Directions for this task: Search the data for the word "NonZeroUsize" and copy every line that contains it.

Input:
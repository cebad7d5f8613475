//! Tether Core - Foundation types, error handling, configuration, and logging.
//!
//! This crate provides the shared foundation used by all other tether crates:
//! - Application configuration (endpoint, heartbeat, reconnection, probe)
//! - Global error type covering transport, protocol and session failures
//! - Structured logging with tracing
//! - Platform directory lookup
//! - The connectivity signal consumed by sessions and fed by the probe

pub mod config;
pub mod connectivity;
pub mod constants;
pub mod error;
pub mod logging;
pub mod platform;

// Re-export commonly used items at the crate root
pub use config::AppConfig;
pub use connectivity::ConnectivitySignal;
pub use error::{TetherError, TetherResult};
pub use logging::init_logging;
pub use platform::Platform;
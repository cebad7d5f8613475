//! CLI command implementations.

pub mod config;
pub mod connect;
pub mod probe;

use std::time::Duration;

/// Format a latency for display.
pub fn format_latency(latency: Duration) -> String {
    let ms = latency.as_secs_f64() * 1000.0;
    if ms < 1000.0 {
        format!("{ms:.0} ms")
    } else {
        format!("{:.2} s", ms / 1000.0)
    }
}

/// Truncate a string to a maximum length, appending an ellipsis if truncated.
pub fn truncate(s: &str, max_len: usize) -> String {
    if s.chars().count() <= max_len {
        return s.to_string();
    }
    let keep = max_len.saturating_sub(3);
    let mut out: String = s.chars().take(keep).collect();
    out.push_str("...");
    out
}
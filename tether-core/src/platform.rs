//! Platform detection and OS-specific directories.

use std::path::PathBuf;

use crate::constants::APP_NAME;
use crate::error::{TetherError, TetherResult};

/// Detected operating system platform.
#[derive(Debug, Clone, Copy, PartialEq, Eq)]
pub enum Platform {
    Windows,
    MacOs,
    Linux,
}

impl Platform {
    /// Detect the current platform at compile time.
    pub fn current() -> Self {
        if cfg!(target_os = "windows") {
            Platform::Windows
        } else if cfg!(target_os = "macos") {
            Platform::MacOs
        } else {
            Platform::Linux
        }
    }

    /// Platform-specific data directory, used for logs.
    ///
    /// - Windows: `%APPDATA%/tether`
    /// - macOS: `~/Library/Application Support/tether`
    /// - Linux: `~/.local/share/tether`
    pub fn data_dir() -> TetherResult<PathBuf> {
        let base = dirs::data_dir()
            .ok_or_else(|| TetherError::Config("could not determine data directory".into()))?;
        Ok(base.join(APP_NAME))
    }

    /// Platform-specific configuration directory.
    ///
    /// - Linux: `~/.config/tether`
    pub fn config_dir() -> TetherResult<PathBuf> {
        let base = dirs::config_dir()
            .ok_or_else(|| TetherError::Config("could not determine config directory".into()))?;
        Ok(base.join(APP_NAME))
    }

    pub fn name(&self) -> &'static str {
        match self {
            Platform::Windows => "Windows",
            Platform::MacOs => "macOS",
            Platform::Linux => "Linux",
        }
    }
}

impl std::fmt::Display for Platform {
    fn fmt(&self, f: &mut std::fmt::Formatter<'_>) -> std::fmt::Result {
        write!(f, "{}", self.name())
    }
}

#[cfg(test)]
mod tests {
    use super::*;

    #[test]
    fn test_platform_name() {
        assert_eq!(Platform::Windows.name(), "Windows");
        assert_eq!(Platform::MacOs.to_string(), "macOS");
        assert!(matches!(
            Platform::current(),
            Platform::Windows | Platform::MacOs | Platform::Linux
        ));
    }
}
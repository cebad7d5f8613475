//! WebSocket transport built on tokio-tungstenite.
//!
//! Each connection runs in its own task: it performs the handshake, then
//! forwards inbound text frames as [`TransportEvent::Message`] and writes
//! whatever the session queues. Protocol-level ping frames are answered by
//! tungstenite itself; only text frames reach the session.

use std::sync::atomic::{AtomicBool, Ordering};
use std::sync::Arc;
use std::time::Duration;

use futures_util::{SinkExt, StreamExt};
use tokio::sync::mpsc;
use tokio_tungstenite::connect_async;
use tokio_tungstenite::tungstenite::protocol::Message;
use tracing::{debug, info, warn};

use tether_core::error::{TetherError, TetherResult};

use crate::transport::{Connector, Transport, TransportEvent, TransportEventSender};

/// Normal closure code sent when we close the socket ourselves.
const NORMAL_CLOSURE: u16 = 1000;

enum Outbound {
    Text(String),
    Close,
}

/// Connector opening real WebSocket connections.
#[derive(Debug, Clone)]
pub struct WsConnector {
    connect_timeout: Duration,
}

impl WsConnector {
    pub fn new(connect_timeout: Duration) -> Self {
        Self { connect_timeout }
    }
}

impl Connector for WsConnector {
    fn connect(&mut self, endpoint: &str, events: TransportEventSender) -> Box<dyn Transport> {
        let (outbound_tx, outbound_rx) = mpsc::unbounded_channel();
        let open = Arc::new(AtomicBool::new(false));
        tokio::spawn(run_connection(
            endpoint.to_string(),
            self.connect_timeout,
            outbound_rx,
            events,
            open.clone(),
        ));
        Box::new(WsTransport { outbound_tx, open })
    }
}

/// Handle to one WebSocket connection task.
///
/// Dropping the handle closes the socket once queued frames are written.
struct WsTransport {
    outbound_tx: mpsc::UnboundedSender<Outbound>,
    open: Arc<AtomicBool>,
}

impl Transport for WsTransport {
    fn send(&mut self, text: String) -> TetherResult<()> {
        if !self.is_open() {
            return Err(TetherError::Transport("socket is not open".into()));
        }
        self.outbound_tx
            .send(Outbound::Text(text))
            .map_err(|_| TetherError::Transport("socket task has exited".into()))
    }

    fn close(&mut self) {
        self.open.store(false, Ordering::SeqCst);
        let _ = self.outbound_tx.send(Outbound::Close);
    }

    fn is_open(&self) -> bool {
        self.open.load(Ordering::SeqCst)
    }
}

fn closed(code: Option<u16>, reason: impl Into<String>) -> TransportEvent {
    TransportEvent::Close {
        code,
        reason: Some(reason.into()),
    }
}

async fn run_connection(
    endpoint: String,
    connect_timeout: Duration,
    mut outbound: mpsc::UnboundedReceiver<Outbound>,
    events: TransportEventSender,
    open: Arc<AtomicBool>,
) {
    debug!("websocket connecting to {endpoint}");
    let stream = match tokio::time::timeout(connect_timeout, connect_async(endpoint.as_str())).await {
        Ok(Ok((stream, _response))) => stream,
        Ok(Err(e)) => {
            warn!("websocket connect to {endpoint} failed: {e}");
            let _ = events.send(TransportEvent::Error(e.to_string()));
            let _ = events.send(closed(None, "connect failed"));
            return;
        }
        Err(_) => {
            warn!("websocket connect to {endpoint} timed out after {connect_timeout:?}");
            let _ = events.send(TransportEvent::Error(format!(
                "connect timed out after {connect_timeout:?}"
            )));
            let _ = events.send(closed(None, "connect timed out"));
            return;
        }
    };

    info!("websocket open: {endpoint}");
    open.store(true, Ordering::SeqCst);
    let _ = events.send(TransportEvent::Open);

    let (mut writer, mut reader) = stream.split();
    loop {
        tokio::select! {
            queued = outbound.recv() => match queued {
                Some(Outbound::Text(text)) => {
                    if let Err(e) = writer.send(Message::Text(text.into())).await {
                        warn!("websocket write failed: {e}");
                        let _ = events.send(TransportEvent::Error(e.to_string()));
                        let _ = events.send(closed(None, "write failed"));
                        break;
                    }
                }
                Some(Outbound::Close) | None => {
                    debug!("websocket closing: {endpoint}");
                    let _ = writer.send(Message::Close(None)).await;
                    let _ = events.send(closed(Some(NORMAL_CLOSURE), "closed by client"));
                    break;
                }
            },
            inbound = reader.next() => match inbound {
                Some(Ok(Message::Text(text))) => {
                    let _ = events.send(TransportEvent::Message(text.to_string()));
                }
                Some(Ok(Message::Close(frame))) => {
                    let (code, reason) = match frame {
                        Some(f) => (Some(f.code.into()), f.reason.to_string()),
                        None => (None, "server closed connection".to_string()),
                    };
                    info!("websocket closed by peer (code {code:?}): {reason}");
                    let _ = events.send(closed(code, reason));
                    break;
                }
                Some(Ok(_)) => {}
                Some(Err(e)) => {
                    warn!("websocket read error: {e}");
                    let _ = events.send(TransportEvent::Error(e.to_string()));
                    let _ = events.send(closed(None, "read failed"));
                    break;
                }
                None => {
                    let _ = events.send(closed(None, "stream ended"));
                    break;
                }
            }
        }
    }

    open.store(false, Ordering::SeqCst);
    debug!("websocket task finished: {endpoint}");
}
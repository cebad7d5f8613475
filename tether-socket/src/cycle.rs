//! Per-handler batching state.

use std::num::NonZeroUsize;

use serde_json::Value;

use crate::handler::CyclePolicy;

/// Buffers payloads until exactly `every` have arrived.
///
/// The buffer is emptied every time it reaches the threshold, so it never
/// holds more than `every - 1` payloads between calls.
#[derive(Debug, Clone)]
pub struct CycleAggregator {
    every: NonZeroUsize,
    exclusive: bool,
    accumulated: Vec<Value>,
}

impl CycleAggregator {
    pub fn new(every: NonZeroUsize, exclusive: bool) -> Self {
        Self {
            every,
            exclusive,
            accumulated: Vec::with_capacity(every.get()),
        }
    }

    pub fn from_policy(policy: &CyclePolicy) -> Self {
        Self::new(policy.threshold(), policy.is_exclusive())
    }

    /// Append a payload; returns the full batch, in arrival order, when the
    /// threshold is hit.
    pub fn push(&mut self, payload: Value) -> Option<Vec<Value>> {
        self.accumulated.push(payload);
        if self.accumulated.len() == self.every.get() {
            let batch = std::mem::replace(&mut self.accumulated, Vec::with_capacity(self.every.get()));
            Some(batch)
        } else {
            None
        }
    }

    pub fn every(&self) -> usize {
        self.every.get()
    }

    pub fn is_exclusive(&self) -> bool {
        self.exclusive
    }

    /// Payloads waiting for the batch to fill.
    pub fn buffered(&self) -> usize {
        self.accumulated.len()
    }
}
//! Structured logging setup using the `tracing` ecosystem.
//!
//! Console output always goes to stderr. A daily-rotated file layer is added
//! when a log directory is given, in plain text or JSON.

use std::path::Path;

use tracing_appender::{non_blocking::WorkerGuard, rolling};
use tracing_subscriber::{fmt, layer::SubscriberExt, util::SubscriberInitExt, EnvFilter, Layer};

use crate::error::TetherResult;

/// File name prefix for rotated log files.
const LOG_FILE_PREFIX: &str = "tether.log";

/// Guard that keeps the non-blocking log writer alive.
/// Drop this to flush and close the log file.
pub struct LogGuard {
    _guard: Option<WorkerGuard>,
}

fn env_filter(level: &str) -> EnvFilter {
    EnvFilter::try_new(level).unwrap_or_else(|_| EnvFilter::new("info"))
}

/// Initialize the global tracing subscriber.
///
/// * `level` - filter directive, e.g. "info" or "tether_socket=debug,info"
/// * `log_dir` - directory for rotated log files; `None` logs to the console only
/// * `json_output` - write the file layer as JSON lines
pub fn init_logging(level: &str, log_dir: Option<&Path>, json_output: bool) -> TetherResult<LogGuard> {
    let console_layer = fmt::layer()
        .with_writer(std::io::stderr)
        .with_target(true)
        .compact()
        .boxed();

    let (file_layer, guard) = match log_dir {
        Some(dir) => {
            std::fs::create_dir_all(dir)?;
            let (writer, guard) = tracing_appender::non_blocking(rolling::daily(dir, LOG_FILE_PREFIX));
            let layer = if json_output {
                fmt::layer()
                    .with_writer(writer)
                    .json()
                    .with_file(true)
                    .with_line_number(true)
                    .boxed()
            } else {
                fmt::layer()
                    .with_writer(writer)
                    .with_ansi(false)
                    .with_file(true)
                    .with_line_number(true)
                    .boxed()
            };
            (Some(layer), Some(guard))
        }
        None => (None, None),
    };

    tracing_subscriber::registry()
        .with(env_filter(level))
        .with(console_layer)
        .with(file_layer)
        .try_init()
        .map_err(|e| crate::error::TetherError::Internal(format!("logging already initialized: {e}")))?;

    match log_dir {
        Some(dir) => tracing::debug!("logging initialized at level={level}, dir={}", dir.display()),
        None => tracing::debug!("logging initialized at level={level}, console only"),
    }

    Ok(LogGuard { _guard: guard })
}

/// Initialize a minimal console-only logger for tests or quick tools.
///
/// Subsequent calls are no-ops.
pub fn init_console_logging(level: &str) {
    let _ = tracing_subscriber::registry()
        .with(env_filter(level))
        .with(fmt::layer().with_target(true).compact())
        .try_init();
}
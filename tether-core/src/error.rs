//! Global error types for tether.
//!
//! All error categories across the workspace are unified into a single
//! `TetherError` enum with conversions from underlying library errors.

use std::time::Duration;

use thiserror::Error;

/// Convenience type alias for Results using TetherError.
pub type TetherResult<T> = Result<T, TetherError>;

/// Unified error type covering all error categories in tether.
#[derive(Error, Debug)]
pub enum TetherError {
    // -- Configuration errors --
    /// Failed to load, parse or validate configuration.
    #[error("configuration error: {0}")]
    Config(String),

    /// A required configuration value is missing.
    #[error("missing configuration: {0}")]
    MissingConfig(String),

    // -- Network errors --
    /// HTTP request failed.
    #[error("http error: {0}")]
    Http(String),

    /// The underlying transport failed to connect, send or stay open.
    #[error("transport error: {0}")]
    Transport(String),

    // -- Session protocol errors --
    /// An inbound frame could not be decoded into an event.
    #[error("malformed frame: {0}")]
    MalformedFrame(String),

    /// A handler is registered but has nothing to invoke.
    #[error("handler for '{0}' has no callback, ack or cycle configured")]
    UnconfiguredHandler(String),

    /// The `mounted` handshake did not carry a session identifier.
    #[error("handshake failed: {0}")]
    HandshakeFailure(String),

    /// No pong arrived before the heartbeat deadline.
    #[error("no heartbeat response within {0:?}")]
    HeartbeatTimeout(Duration),

    /// The reconnection budget is spent.
    #[error("gave up reconnecting after {0} attempt(s)")]
    RetriesExhausted(u32),

    /// The session was destroyed and accepts no more work.
    #[error("session destroyed")]
    SessionDestroyed,

    // -- File/IO errors --
    /// File system operation failed.
    #[error("io error: {0}")]
    Io(#[from] std::io::Error),

    /// Serialization/deserialization error.
    #[error("serialization error: {0}")]
    Serialization(String),

    // -- Generic --
    /// An unexpected internal error.
    #[error("internal error: {0}")]
    Internal(String),

    /// Wrapping anyhow errors for interop.
    #[error(transparent)]
    Other(#[from] anyhow::Error),
}

impl TetherError {
    /// Whether this error ends the session for good.
    ///
    /// Fatal conditions drive the session to its terminal state; everything
    /// else is logged and the session keeps processing frames.
    pub fn is_fatal(&self) -> bool {
        matches!(
            self,
            Self::HandshakeFailure(_) | Self::RetriesExhausted(_) | Self::SessionDestroyed
        )
    }
}

impl From<serde_json::Error> for TetherError {
    fn from(e: serde_json::Error) -> Self {
        TetherError::Serialization(e.to_string())
    }
}

impl From<toml::de::Error> for TetherError {
    fn from(e: toml::de::Error) -> Self {
        TetherError::Config(e.to_string())
    }
}
//! Tether Socket - resilient event-multiplexing session over a text-frame transport.
//!
//! This crate provides the session layer that handles:
//! - `[event, payload]` framing plus ping/pong control literals
//! - Per-event handlers with acks and batching cycles
//! - Heartbeat with a forced close on a missed pong
//! - Reconnection with exponential backoff and a bounded attempt budget
//! - An offline queue replayed in order once reconnected
//! - A WebSocket transport over tokio-tungstenite

pub mod backoff;
pub mod codec;
pub mod cycle;
pub mod events;
pub mod handler;
pub mod heartbeat;
pub mod options;
pub mod queue;
pub mod registry;
pub mod session;
pub mod transport;
pub mod ws;

// Re-export key types
pub use codec::{Frame, WireCodec};
pub use events::{SessionEvent, SessionEvents, SessionState};
pub use handler::{AckPolicy, CyclePolicy, HandlerConfig, HandlerDescriptor};
pub use options::{HeartbeatOptions, SessionOptions};
pub use registry::{Dispatch, HandlerInfo, HandlerRegistry};
pub use session::{Session, SessionSnapshot, WeakSession};
pub use transport::{Connector, Transport, TransportEvent, TransportEventSender};
pub use ws::WsConnector;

Result for this task:
use std::num::NonZeroUsize;
    every: NonZeroUsize,
    pub fn new(every: NonZeroUsize, exclusive: bool) -> Self {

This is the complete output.